Stored data entries:
════════

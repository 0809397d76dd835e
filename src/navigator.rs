// 🧭 Navigator - hands URLs to the browser environment
//
// Opening is fire-and-forget: the opener is spawned and reaped on a background thread.
// Map actions that fail to open retry once with the coordinate-only fallback link.

use crate::error::NavigationError;
use crate::links::{self, LinkAction};
use crate::place::Place;
use std::process::{Command, ExitStatus, Stdio};
use std::thread::{self, JoinHandle};
use tracing::{error, info, warn};

pub trait Navigator {
    fn open(&self, url: &str) -> Result<(), NavigationError>;
}

// ============================================================================
// SYSTEM NAVIGATOR
// ============================================================================

/// Opens URLs with the platform's default handler
#[derive(Debug, Clone)]
pub struct SystemNavigator {
    enabled: bool,
}

impl SystemNavigator {
    /// A disabled navigator only logs the URLs it is asked to open
    pub fn new(enabled: bool) -> Self {
        SystemNavigator { enabled }
    }

    fn opener_command(url: &str) -> Result<Command, NavigationError> {
        let command = if cfg!(target_os = "macos") {
            let mut cmd = Command::new("open");
            cmd.arg(url);
            cmd
        } else if cfg!(target_os = "windows") {
            let mut cmd = Command::new("cmd");
            cmd.args(["/C", "start", ""]).arg(url);
            cmd
        } else if cfg!(unix) {
            let mut cmd = Command::new("xdg-open");
            cmd.arg(url);
            cmd
        } else {
            return Err(NavigationError::Unsupported(url.to_string()));
        };
        Ok(command)
    }
}

impl Navigator for SystemNavigator {
    fn open(&self, url: &str) -> Result<(), NavigationError> {
        if !self.enabled {
            info!(url, "navigation disabled, not opening");
            return Ok(());
        }

        launch(Self::opener_command(url)?, url)?;
        info!(url, "opened");
        Ok(())
    }
}

/// Spawn the opener and reap it on a background thread so no zombie outlives the call.
/// The exit status arrives after the caller has moved on, so a failing opener is only logged.
fn launch(mut command: Command, url: &str) -> Result<JoinHandle<Option<ExitStatus>>, NavigationError> {
    let mut child = command
        .stdin(Stdio::null())
        .stdout(Stdio::null())
        .stderr(Stdio::null())
        .spawn()
        .map_err(|source| NavigationError::Launch {
            url: url.to_string(),
            source,
        })?;

    let url = url.to_string();
    Ok(thread::spawn(move || match child.wait() {
        Ok(status) => {
            if !status.success() {
                warn!(url = %url, %status, "opener exited with failure");
            }
            Some(status)
        }
        Err(err) => {
            warn!(url = %url, error = %err, "could not wait for opener");
            None
        }
    }))
}

// ============================================================================
// ACTION DISPATCH
// ============================================================================

#[derive(Debug, Clone, PartialEq, Eq)]
pub enum NavigationOutcome {
    Opened(String),
    /// The primary link failed and the fallback map query was opened instead
    FellBack(String),
    /// Nothing to open for this action (no phone number)
    Unavailable,
    Failed,
}

impl NavigationOutcome {
    /// Status line for the front-ends
    pub fn message(&self) -> String {
        match self {
            NavigationOutcome::Opened(url) => format!("Opened {}", url),
            NavigationOutcome::FellBack(url) => format!("Opened fallback {}", url),
            NavigationOutcome::Unavailable => "No phone number for this place".to_string(),
            NavigationOutcome::Failed => "Could not open link".to_string(),
        }
    }
}

/// Open the link behind `action` for `place`, never surfacing an error
pub fn perform<N: Navigator + ?Sized>(
    navigator: &N,
    place: &Place,
    action: LinkAction,
) -> NavigationOutcome {
    let url = match links::url_for(place, action) {
        Some(url) => url,
        None => return NavigationOutcome::Unavailable,
    };

    match navigator.open(&url) {
        Ok(()) => NavigationOutcome::Opened(url),
        Err(err) => match action {
            LinkAction::Directions | LinkAction::Map => {
                warn!(place = %place.id, error = %err, "map link failed, trying fallback");
                let fallback = links::fallback_map_url(&place.coordinates);
                match navigator.open(&fallback) {
                    Ok(()) => NavigationOutcome::FellBack(fallback),
                    Err(err) => {
                        error!(place = %place.id, error = %err, "fallback map link failed");
                        NavigationOutcome::Failed
                    }
                }
            }
            LinkAction::Website | LinkAction::Call => {
                error!(place = %place.id, ?action, error = %err, "failed to open link");
                NavigationOutcome::Failed
            }
        },
    }
}

#[cfg(test)]
mod tests {
    use super::*;
    use crate::place::tests::sample_place;
    use crate::place::{Coordinates, PlaceType};
    use std::cell::RefCell;

    /// Records every URL and rejects those starting with one of `failing`
    struct RecordingNavigator {
        opened: RefCell<Vec<String>>,
        failing: Vec<&'static str>,
    }

    impl RecordingNavigator {
        fn new(failing: Vec<&'static str>) -> Self {
            RecordingNavigator {
                opened: RefCell::new(Vec::new()),
                failing,
            }
        }
    }

    impl Navigator for RecordingNavigator {
        fn open(&self, url: &str) -> Result<(), NavigationError> {
            self.opened.borrow_mut().push(url.to_string());
            if self.failing.iter().any(|prefix| url.starts_with(prefix)) {
                return Err(NavigationError::Unsupported(url.to_string()));
            }
            Ok(())
        }
    }

    fn place() -> Place {
        let mut place = sample_place("rk", "RK Beach", "Visakhapatnam", PlaceType::Beach);
        place.coordinates = Coordinates::new(17.7142, 83.3237);
        place
    }

    #[test]
    fn test_directions_opened() {
        let nav = RecordingNavigator::new(vec![]);
        let outcome = perform(&nav, &place(), LinkAction::Directions);
        assert_eq!(
            outcome,
            NavigationOutcome::Opened("https://www.google.com/maps/dir//17.7142,83.3237".to_string())
        );
        assert_eq!(nav.opened.borrow().len(), 1);
    }

    #[test]
    fn test_map_failure_uses_fallback() {
        let nav = RecordingNavigator::new(vec!["https://www.google.com/maps"]);
        let outcome = perform(&nav, &place(), LinkAction::Map);
        assert_eq!(
            outcome,
            NavigationOutcome::FellBack("https://maps.google.com/?q=17.7142,83.3237".to_string())
        );
        assert_eq!(nav.opened.borrow().len(), 2);
    }

    #[test]
    fn test_website_failure_has_no_fallback() {
        let nav = RecordingNavigator::new(vec!["https://www.google.com/search"]);
        let outcome = perform(&nav, &place(), LinkAction::Website);
        assert_eq!(outcome, NavigationOutcome::Failed);
        assert_eq!(nav.opened.borrow().len(), 1);
    }

    #[test]
    fn test_everything_failing() {
        let nav = RecordingNavigator::new(vec!["https://"]);
        assert_eq!(perform(&nav, &place(), LinkAction::Directions), NavigationOutcome::Failed);
    }

    #[test]
    fn test_call_without_phone() {
        let nav = RecordingNavigator::new(vec![]);
        assert_eq!(perform(&nav, &place(), LinkAction::Call), NavigationOutcome::Unavailable);
        assert!(nav.opened.borrow().is_empty());
    }

    #[cfg(unix)]
    #[test]
    fn test_launched_opener_is_reaped() {
        let handle = launch(Command::new("true"), "https://example.org").unwrap();
        let status = handle.join().unwrap();
        assert!(status.is_some_and(|status| status.success()));

        let handle = launch(Command::new("false"), "https://example.org").unwrap();
        let status = handle.join().unwrap();
        assert!(status.is_some_and(|status| !status.success()));
    }

    #[test]
    fn test_missing_opener_is_a_launch_error() {
        let err = launch(Command::new("discover-andhra-no-such-opener"), "https://example.org").unwrap_err();
        assert!(matches!(err, NavigationError::Launch { .. }));
    }

    #[test]
    fn test_disabled_system_navigator_succeeds_without_spawning() {
        let nav = SystemNavigator::new(false);
        assert!(nav.open("https://example.org").is_ok());
    }
}
fn render_controls(f: &mut Frame, area: Rect, app: &App) {
    let columns = Layout::default()
        .direction(Direction::Horizontal)
        .constraints([
            Constraint::Percentage(50),
            Constraint::Percentage(25),
            Constraint::Percentage(25),
        ])
        .split(area);

    let query = &app.shell.filter().query;
    let editing = app.focus == Focus::Search;
    let search_text = if query.is_empty() && !editing {
        Span::styled(
            "Search places by name, district, or tags...",
            Style::default().fg(Color::DarkGray),
        )
    } else {
        Span::raw(format!("{}{}", query, if editing { "▏" } else { "" }))
    };
    let search = Paragraph::new(Line::from(search_text)).block(
        Block::default()
            .borders(Borders::ALL)
            .border_style(if editing {
                Style::default().fg(Color::Yellow)
            } else {
                Style::default().fg(Color::White)
            })
            .title(" / Search "),
    );
    f.render_widget(search, columns[0]);

    let district = Paragraph::new(app.shell.filter().district_label().to_string())
        .block(Block::default().borders(Borders::ALL).title(" d District "));
    f.render_widget(district, columns[1]);

    let place_type = Paragraph::new(app.shell.filter().type_label().to_string())
        .block(Block::default().borders(Borders::ALL).title(" t Type "));
    f.render_widget(place_type, columns[2]);
}

fn render_empty_state(f: &mut Frame, area: Rect) {
    let content = vec![
        Line::from(""),
        Line::from("🔍"),
        Line::from(Span::styled(EMPTY_STATE_TITLE, Style::default().add_modifier(Modifier::BOLD))),
        Line::from(Span::styled(EMPTY_STATE_HINT, Style::default().fg(Color::DarkGray))),
    ];
    let paragraph = Paragraph::new(content)
        .alignment(Alignment::Center)
        .block(Block::default().borders(Borders::ALL).title(" Places "));
    f.render_widget(paragraph, area);
}

fn render_table(f: &mut Frame, area: Rect, app: &mut App) {
    let header_cells = ["Name", "Type", "District", "State", "Best Time", "Tags"]
        .iter()
        .map(|h| Cell::from(*h).style(Style::default().fg(Color::Yellow).add_modifier(Modifier::BOLD)));

    let header = Row::new(header_cells)
        .style(Style::default().bg(Color::DarkGray))
        .height(1);

    let rows: Vec<Row> = app
        .shell
        .visible()
        .into_iter()
        .map(|place| {
            let (shown, hidden) = place.card_tags();
            let mut tags = shown.join(", ");
            if hidden > 0 {
                tags.push_str(&format!(" +{} more", hidden));
            }

            Row::new(vec![
                Cell::from(truncate(&place.name, 34)),
                Cell::from(Line::from(badge_span(
                    place.place_type.label(),
                    badge_style(place.place_type),
                ))),
                Cell::from(truncate(&place.district, 20)),
                Cell::from(place.state.code()),
                Cell::from(truncate(&place.best_time_to_visit, 22)),
                Cell::from(tags),
            ])
            .height(1)
        })
        .collect();

    let table = Table::new(
        rows,
        [
            Constraint::Length(36),
            Constraint::Length(22),
            Constraint::Length(22),
            Constraint::Length(6),
            Constraint::Length(24),
            Constraint::Min(10),
        ],
    )
    .header(header)
    .block(
        Block::default()
            .borders(Borders::ALL)
            .border_style(Style::default().fg(Color::White))
            .title(" Places "),
    )
    .highlight_style(Style::default().bg(Color::DarkGray).add_modifier(Modifier::BOLD))
    .highlight_symbol("→ ");

    f.render_stateful_widget(table, area, &mut app.state);
}

fn render_status_bar(f: &mut Frame, area: Rect, app: &App) {
    let selected = app.shell.cursor().map(|i| i + 1).unwrap_or(0);
    let total = app.shell.visible_len();

    let mut status_spans = vec![Span::styled(
        format!(" Card: {}/{} ", selected, total),
        Style::default().fg(Color::Cyan),
    )];

    if let Some(place) = app.shell.selected_place() {
        status_spans.push(Span::styled(
            truncate(&place.name, 30),
            Style::default().fg(Color::White).add_modifier(Modifier::BOLD),
        ));
    }

    if app.shell.phase() == ShellPhase::FiltersActive {
        status_spans.push(Span::raw(" | "));
        status_spans.extend(key_hint("c", " Clear filters"));
    }

    status_spans.push(Span::raw(" | "));
    status_spans.extend(key_hint("Enter", " Details | "));
    status_spans.extend(key_hint("/", " Search | "));
    status_spans.extend(key_hint("d/t", " District/Type | "));
    status_spans.extend(key_hint("h", " Home | "));
    status_spans.push(Span::styled("q", Style::default().fg(Color::Red)));
    status_spans.push(Span::raw(" Quit"));

    let status_bar = Paragraph::new(Line::from(status_spans))
        .block(Block::default().borders(Borders::ALL).border_style(Style::default().fg(Color::White)));

    f.render_widget(status_bar, area);
}

// ============================================================================
// DETAIL VIEW
// ============================================================================

/// Key hints for the links of the open place; the website caption follows the contact field
fn detail_actions(place: &Place) -> Line<'static> {
    let mut actions = vec![Span::raw("  ")];
    for (key, action) in [("g", LinkAction::Directions), ("m", LinkAction::Map)] {
        actions.extend(key_hint(key, format!(" {} | ", action.label())));
    }
    actions.extend(key_hint("w", format!(" {}", website_target(place).caption())));
    if let Some(phone) = place.phone() {
        actions.push(Span::raw(" | "));
        actions.extend(key_hint("p", format!(" {} {}", LinkAction::Call.label(), phone)));
    }
    Line::from(actions)
}
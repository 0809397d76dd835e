// 🔗 External links built from a place's coordinates and contact field
//
// Only string construction lives here; opening them is the navigator's job.

use crate::place::{Coordinates, Place};
use serde::Serialize;

const SEARCH_BASE: &str = "https://www.google.com/search?q=";

/// What the user asked to open from the detail view
#[derive(Debug, Clone, Copy, PartialEq, Eq, Serialize)]
#[serde(rename_all = "lowercase")]
pub enum LinkAction {
    Directions,
    Map,
    Website,
    Call,
}

impl LinkAction {
    pub fn label(&self) -> &'static str {
        match self {
            LinkAction::Directions => "Get Directions",
            LinkAction::Map => "View on Map",
            LinkAction::Website => "Visit Website",
            LinkAction::Call => "Call",
        }
    }

    pub fn parse(value: &str) -> Option<LinkAction> {
        match value.to_ascii_lowercase().as_str() {
            "directions" | "dir" => Some(LinkAction::Directions),
            "map" | "view" => Some(LinkAction::Map),
            "website" | "web" | "search" => Some(LinkAction::Website),
            "call" | "phone" | "tel" => Some(LinkAction::Call),
            _ => None,
        }
    }
}

/// Website button target: the place's own site, or a web search for it
#[derive(Debug, Clone, PartialEq, Eq, Serialize)]
#[serde(tag = "kind", content = "url", rename_all = "lowercase")]
pub enum WebsiteTarget {
    Official(String),
    Search(String),
}

impl WebsiteTarget {
    pub fn url(&self) -> &str {
        match self {
            WebsiteTarget::Official(url) | WebsiteTarget::Search(url) => url,
        }
    }

    /// Button caption matching the target
    pub fn caption(&self) -> &'static str {
        match self {
            WebsiteTarget::Official(_) => "Visit Website",
            WebsiteTarget::Search(_) => "Search Online",
        }
    }
}

pub fn directions_url(coordinates: &Coordinates) -> String {
    format!("https://www.google.com/maps/dir//{}", coordinates)
}

pub fn map_view_url(coordinates: &Coordinates) -> String {
    format!("https://www.google.com/maps/place/{}", coordinates)
}

/// Coordinate-only query used when a richer map link could not be opened
pub fn fallback_map_url(coordinates: &Coordinates) -> String {
    format!("https://maps.google.com/?q={}", coordinates)
}

pub fn search_url(place: &Place) -> String {
    let query = format!("{} {} official website", place.name, place.district);
    format!("{}{}", SEARCH_BASE, urlencoding::encode(&query))
}

pub fn website_target(place: &Place) -> WebsiteTarget {
    match place.website() {
        Some(url) => WebsiteTarget::Official(url.to_string()),
        None => WebsiteTarget::Search(search_url(place)),
    }
}

pub fn phone_url(place: &Place) -> Option<String> {
    place.phone().map(|phone| format!("tel:{}", phone))
}

/// URL for an action; `None` when the place has nothing to call
pub fn url_for(place: &Place, action: LinkAction) -> Option<String> {
    match action {
        LinkAction::Directions => Some(directions_url(&place.coordinates)),
        LinkAction::Map => Some(map_view_url(&place.coordinates)),
        LinkAction::Website => Some(website_target(place).url().to_string()),
        LinkAction::Call => phone_url(place),
    }
}

/// Every link the detail view offers for one place
#[derive(Debug, Clone, PartialEq, Serialize)]
pub struct PlaceLinks {
    pub directions: String,
    pub map: String,
    pub website: WebsiteTarget,
    #[serde(skip_serializing_if = "Option::is_none")]
    pub phone: Option<String>,
    pub fallback: String,
}

impl PlaceLinks {
    pub fn for_place(place: &Place) -> Self {
        PlaceLinks {
            directions: directions_url(&place.coordinates),
            map: map_view_url(&place.coordinates),
            website: website_target(place),
            phone: phone_url(place),
            fallback: fallback_map_url(&place.coordinates),
        }
    }
}

#[cfg(test)]
mod tests {
    use super::*;
    use crate::place::tests::sample_place;
    use crate::place::PlaceType;

    fn tirumala() -> Place {
        let mut place = sample_place("t", "Sri Venkateswara Temple", "Tirupati", PlaceType::Temple);
        place.coordinates = Coordinates::new(13.6833, 79.3474);
        place
    }

    #[test]
    fn test_map_urls() {
        let place = tirumala();
        assert_eq!(
            directions_url(&place.coordinates),
            "https://www.google.com/maps/dir//13.6833,79.3474"
        );
        assert_eq!(
            map_view_url(&place.coordinates),
            "https://www.google.com/maps/place/13.6833,79.3474"
        );
        assert_eq!(
            fallback_map_url(&place.coordinates),
            "https://maps.google.com/?q=13.6833,79.3474"
        );
    }

    #[test]
    fn test_website_uses_contact_url() {
        let mut place = tirumala();
        place.contact_info = Some("https://example.org".to_string());
        assert_eq!(
            website_target(&place),
            WebsiteTarget::Official("https://example.org".to_string())
        );
        assert_eq!(website_target(&place).caption(), "Visit Website");
    }

    #[test]
    fn test_website_falls_back_to_search() {
        let mut place = tirumala();
        place.contact_info = Some("040-1234567".to_string());

        let target = website_target(&place);
        assert!(matches!(target, WebsiteTarget::Search(_)));
        assert_eq!(target.caption(), "Search Online");
        assert_eq!(
            target.url(),
            "https://www.google.com/search?q=Sri%20Venkateswara%20Temple%20Tirupati%20official%20website"
        );
        assert_eq!(phone_url(&place), Some("tel:040-1234567".to_string()));
    }

    #[test]
    fn test_call_requires_phone() {
        let place = tirumala();
        assert_eq!(url_for(&place, LinkAction::Call), None);
        assert!(url_for(&place, LinkAction::Website).unwrap().starts_with(SEARCH_BASE));
    }

    #[test]
    fn test_parse_action() {
        assert_eq!(LinkAction::parse("Directions"), Some(LinkAction::Directions));
        assert_eq!(LinkAction::parse("map"), Some(LinkAction::Map));
        assert_eq!(LinkAction::parse("tel"), Some(LinkAction::Call));
        assert_eq!(LinkAction::parse("teleport"), None);
    }
}
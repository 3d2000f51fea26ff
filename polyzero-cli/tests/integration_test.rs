//! Integration tests for the POLYZERO self-play stack
//!
//! Tests the full pipeline: search over the built-in game, the distribution
//! server/client pair, and the selfplay harness end to end.

use std::sync::Arc;

use polyzero_cli::game::TakeStones;
use polyzero_cli::selfplay::{self, SelfplayArgs};
use polyzero_core::{State, StateDict, Tensor, UniformActor};
use polyzero_dist::{DistributedServer, DEV_MODEL_ID};
use polyzero_mcts::{MctsConfig, Search};

// ============================================================================
// SEARCH OVER THE BUILT-IN GAME
// ============================================================================

#[test]
fn test_search_finds_winning_take() {
    // 4 stones: taking one leaves the opponent on a losing multiple of 3.
    let actor = Arc::new(UniformActor::new());
    let config = MctsConfig::default().with_rollouts(400).with_seed(1);
    let mut search = Search::new(actor, config);

    let state = TakeStones::new(4);
    let result = search.run(&[&state as &dyn State]).unwrap();
    assert_eq!(result.roots[0].best_action, 0);

    // 5 stones: taking two does the same.
    let state = TakeStones::new(5);
    let result = search.run(&[&state as &dyn State]).unwrap();
    assert_eq!(result.roots[0].best_action, 1);
}

#[test]
fn test_search_batch_over_positions() {
    let actor = Arc::new(UniformActor::new());
    let config = MctsConfig::default().with_rollouts(100).with_seed(2);
    let mut search = Search::new(actor, config);

    let states: Vec<TakeStones> = (1..9).map(TakeStones::new).collect();
    let refs: Vec<&dyn State> = states.iter().map(|s| s as &dyn State).collect();
    let result = search.run(&refs).unwrap();
    assert_eq!(result.roots.len(), 8);
    for root in &result.roots {
        assert!(root.best_action == 0 || root.best_action == 1);
    }
}

// ============================================================================
// END-TO-END SELF-PLAY
// ============================================================================

fn dev_state_dict() -> StateDict {
    let mut sd = StateDict::default();
    sd.insert(
        "marker".to_string(),
        Tensor::from_f32(vec![1], &[1.0]).unwrap(),
    );
    sd
}

#[tokio::test(flavor = "multi_thread", worker_threads = 2)]
async fn test_selfplay_against_local_server() {
    let server = DistributedServer::start(Some("127.0.0.1:0"), |_| {})
        .await
        .unwrap();
    server.update_model(DEV_MODEL_ID, dev_state_dict());

    let args = SelfplayArgs {
        endpoint: Some(server.endpoint()),
        endpoints_file: None,
        games: 2,
        rollouts: 32,
        stones: 8,
        tournament: false,
    };
    selfplay::run(args).await.unwrap();
}

#[tokio::test(flavor = "multi_thread", worker_threads = 2)]
async fn test_selfplay_reports_results_for_rating() {
    let server = DistributedServer::start(Some("127.0.0.1:0"), |_| {})
        .await
        .unwrap();
    server.update_model(DEV_MODEL_ID, dev_state_dict());
    server.update_model("rival", dev_state_dict());
    let rival_before = server.rating("rival").unwrap();

    let args = SelfplayArgs {
        endpoint: Some(server.endpoint()),
        endpoints_file: None,
        games: 1,
        rollouts: 16,
        stones: 6,
        tournament: false,
    };
    selfplay::run(args).await.unwrap();

    // Self-play on dev leaves other ratings untouched.
    assert_eq!(server.rating("rival").unwrap(), rival_before);
    // Dev never plays against itself in the ratings.
    assert_eq!(server.rating(DEV_MODEL_ID).unwrap(), 0.0);
}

════════

## Exercise aim
Set down, exactly as written, each line of the data from its opening line through the one containing "a background thread.". Output nothing more.

## Your response
repository 0809397d76dd835e
filename src/navigator.rs
// 🧭 Navigator - hands URLs to the browser environment
//
// Opening is fire-and-forget: the opener is spawned and reaped on a background thread.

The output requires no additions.